Medical worries led to most patients being nursed in bed for many weeks post stroke. There you would lie, rarely moved, except when we came to stretch and exercise you. Pressure sores again..but as a stroke patient you were particularly liable to nasty heel sores and subsequent knee flexion contractures due to automatic withdrawal from the heel pain.
Eventually you would have been thought safe from another stroke and allowed to get up and begin to try walking. That is, after you had been given a full length metal leg brace, like a patient with polio. It had a spring for the inevitable drop foot, plus a laced leather thigh cuff and a ratchet for increasing the stretch on the contracted knee joint. Agony and rarely successful.

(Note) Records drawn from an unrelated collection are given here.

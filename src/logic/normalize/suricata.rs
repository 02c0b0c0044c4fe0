//! Suricata EVE field mapping.
//!
//! EVE records come in two address shapes: flat `src_ip`/`dest_ip` columns
//! and the nested `source`/`dest` objects used by flow records. Alert
//! severity and signature are hoisted out of the `alert` object; the fields
//! of the `dns` object are hoisted into metadata so the queried domain and
//! rcode are reachable the same way for both sensors.

use std::collections::BTreeMap;

use serde_json::Value;

use super::{parse_port, parse_timestamp, value_to_string, SensorNormalizer};
use crate::logic::event::{NormalizedEvent, Sensor};

const CONSUMED: &[&str] = &[
    "timestamp",
    "time",
    "sensor",
    "event_type",
    "src_ip",
    "dest_ip",
    "src_port",
    "dest_port",
    "source",
    "dest",
    "proto",
    "flow_id",
    "dns",
];

pub struct SuricataNormalizer;

impl SensorNormalizer for SuricataNormalizer {
    fn sensor(&self) -> Sensor {
        Sensor::Suricata
    }

    fn normalize(&self, raw: &Value) -> Option<NormalizedEvent> {
        let obj = raw.as_object()?;
        let ts = parse_timestamp(obj.get("timestamp").or_else(|| obj.get("time"))?)?;

        let (src_ip, dst_ip, src_port, dst_port) = extract_endpoints(obj);

        let alert = obj.get("alert").and_then(|v| v.as_object());
        let severity = alert
            .and_then(|a| a.get("severity"))
            .and_then(|v| v.as_u64())
            .and_then(|n| u8::try_from(n).ok());
        let signature = alert
            .and_then(|a| a.get("signature"))
            .and_then(|v| v.as_str())
            .map(str::to_string);

        let mut metadata: BTreeMap<String, Value> = BTreeMap::new();
        for (key, value) in obj {
            if !CONSUMED.contains(&key.as_str()) {
                metadata.insert(key.clone(), value.clone());
            }
        }
        // Hoist dns.* so domain()/is_nxdomain() work without digging.
        if let Some(dns) = obj.get("dns").and_then(|v| v.as_object()) {
            for (key, value) in dns {
                metadata.entry(key.clone()).or_insert_with(|| value.clone());
            }
        }

        Some(NormalizedEvent {
            ts,
            sensor: Sensor::Suricata,
            event_type: obj
                .get("event_type")
                .and_then(|v| v.as_str())
                .unwrap_or("unknown")
                .to_string(),
            src_ip,
            dst_ip,
            src_port,
            dst_port,
            proto: obj
                .get("proto")
                .and_then(|v| v.as_str())
                .unwrap_or("")
                .to_lowercase(),
            correlation_id: obj.get("flow_id").and_then(value_to_string),
            severity,
            signature,
            metadata,
        })
    }
}

type Endpoints = (
    Option<String>,
    Option<String>,
    Option<u16>,
    Option<u16>,
);

fn extract_endpoints(obj: &serde_json::Map<String, Value>) -> Endpoints {
    if obj.contains_key("src_ip") {
        (
            obj.get("src_ip").and_then(|v| v.as_str()).map(str::to_string),
            obj.get("dest_ip").and_then(|v| v.as_str()).map(str::to_string),
            parse_port(obj.get("src_port")),
            parse_port(obj.get("dest_port")),
        )
    } else if let Some(source) = obj.get("source").and_then(|v| v.as_object()) {
        // Flow format nests the endpoints.
        let dest = obj.get("dest").and_then(|v| v.as_object());
        (
            source.get("ip").and_then(|v| v.as_str()).map(str::to_string),
            dest.and_then(|d| d.get("ip"))
                .and_then(|v| v.as_str())
                .map(str::to_string),
            parse_port(source.get("port")),
            parse_port(dest.and_then(|d| d.get("port"))),
        )
    } else {
        (None, None, None, None)
    }
}

#[cfg(test)]
mod tests {
    use super::*;
    use serde_json::json;

    #[test]
    fn test_alert_mapping() {
        let raw = json!({
            "timestamp": "2024-01-15T10:30:00.000000+0000",
            "sensor": "suricata",
            "event_type": "alert",
            "flow_id": 1234567890_u64,
            "src_ip": "10.0.0.5",
            "src_port": 44123,
            "dest_ip": "203.0.113.7",
            "dest_port": 80,
            "proto": "TCP",
            "alert": {
                "signature": "ET SCAN Suspicious inbound",
                "severity": 2,
                "category": "Attempted Recon"
            }
        });

        let ev = SuricataNormalizer.normalize(&raw).unwrap();

        assert_eq!(ev.sensor, Sensor::Suricata);
        assert_eq!(ev.event_type, "alert");
        assert_eq!(ev.src_ip.as_deref(), Some("10.0.0.5"));
        assert_eq!(ev.dst_ip.as_deref(), Some("203.0.113.7"));
        assert_eq!(ev.dst_port, Some(80));
        assert_eq!(ev.severity, Some(2));
        assert_eq!(ev.signature.as_deref(), Some("ET SCAN Suspicious inbound"));
        assert_eq!(ev.correlation_id.as_deref(), Some("1234567890"));
        // The alert object itself stays available to reporting.
        assert!(ev.metadata.contains_key("alert"));
    }

    #[test]
    fn test_flow_format_endpoints() {
        let raw = json!({
            "timestamp": "2024-01-15T10:31:00+0000",
            "event_type": "flow",
            "source": {"ip": "10.0.0.5", "port": 50000},
            "dest": {"ip": "10.0.0.40", "port": 22},
            "proto": "TCP"
        });

        let ev = SuricataNormalizer.normalize(&raw).unwrap();

        assert_eq!(ev.src_ip.as_deref(), Some("10.0.0.5"));
        assert_eq!(ev.dst_ip.as_deref(), Some("10.0.0.40"));
        assert_eq!(ev.src_port, Some(50000));
        assert_eq!(ev.dst_port, Some(22));
        assert!(ev.is_connection());
    }

    #[test]
    fn test_dns_fields_hoisted() {
        let raw = json!({
            "timestamp": "2024-01-15T10:32:00+0000",
            "event_type": "dns",
            "src_ip": "10.0.0.5",
            "dest_ip": "10.0.0.53",
            "proto": "UDP",
            "dns": {"type": "answer", "rrname": "c2.example.test", "rcode": "NXDOMAIN"}
        });

        let ev = SuricataNormalizer.normalize(&raw).unwrap();

        assert_eq!(ev.domain(), Some("c2.example.test"));
        assert!(ev.is_nxdomain());
        assert!(!ev.metadata.contains_key("dns"));
    }

    #[test]
    fn test_unparseable_timestamp_is_dropped() {
        let raw = json!({
            "timestamp": "last tuesday",
            "event_type": "dns",
            "src_ip": "10.0.0.5"
        });
        assert!(SuricataNormalizer.normalize(&raw).is_none());
    }
}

Physios today would weep if they saw them! Now if you have a stroke, the clot is quickly dispersed by drugs. The remaining paralysis is treated in a specialist unit, given early neurologically sound rehabilitation and the majority get back to active lives in the community.
And then there were slipped discs.
The medical profession saw back pain as caused by herniated discs pressing on your spinal cord. Some were, of course, but the label and the panic spread to all bouts of back pain. Popped out all the time according to Chiropractors and the media. Everybody had one, even two. It was the fashion…a bit like allergies today?
It was all the fault of flexion of course! If you never bent, they wouldn’t pop. The obvious answer was a flat back on a flat bed, and rigid chairs. The whole nation was looking for bed boards.
Even worse, it was assumed the discs needed inter vertebral space so that they could pop back in, so the medical solution to that was spinal traction….in bed for 3 or 6 weeks, with weights pulling on your feet. I get acute back pain just thinking about it!
Then, to protect the now weakened spine, it was deemed wise to wear a corset, one with bones, or even, a complete plaster jacket. You then lived for evermore with dire warnings about not bending. Fear ruled…
It was a brave Physio who suggested then that a soft bed and mobility might be a better solution. We were still operating under Doctor’s orders.
It was not until 1977 when we were freed to decide on appropriate treatment that were we able to move on to todays far more effective spinal mobilisation. and exercise programmes. And go back to comfortable beds!
Phew again!
Isnt it good news to read this?
Who has slipped discs, plaster jackets and hard beds any more? Move! Yoga!
Look at the thousands and thousands of new hips ….all off Dancing again!
And strokes! Numbers falling fast, being prevented by statins. Rehab plus beginnnng to improve, though NHS £££s for it still short.
We are a very lucky older generation!
And what I wonder, will be the next lot of horror stories?
Gosh yes, thinking back to nursing in the 60s it was all about staying in bed after any minor op for 10 days at least!!! I remember the first surgeon who sent a hernia patient home BEFORE his stitches were out – we nurses were horrified. Who would take those stitches out, we thought, in that very dirty outside world! Mind you, things are not quite as good as they could be in the UK. My friend who lives permanently in France broke both his legs tripping up some steps! Two years later he was still having twice weekly physio which included a free swim, half an hour’s physio and half an hour massage. All free on the French health system.
Touch wood, at 82 I haven’t experienced any of those setbacks as yet, but it’s good to know that when I do it’s going to be a lot easier recovering than it would have been when I was younger. We are indeed the lucky generation.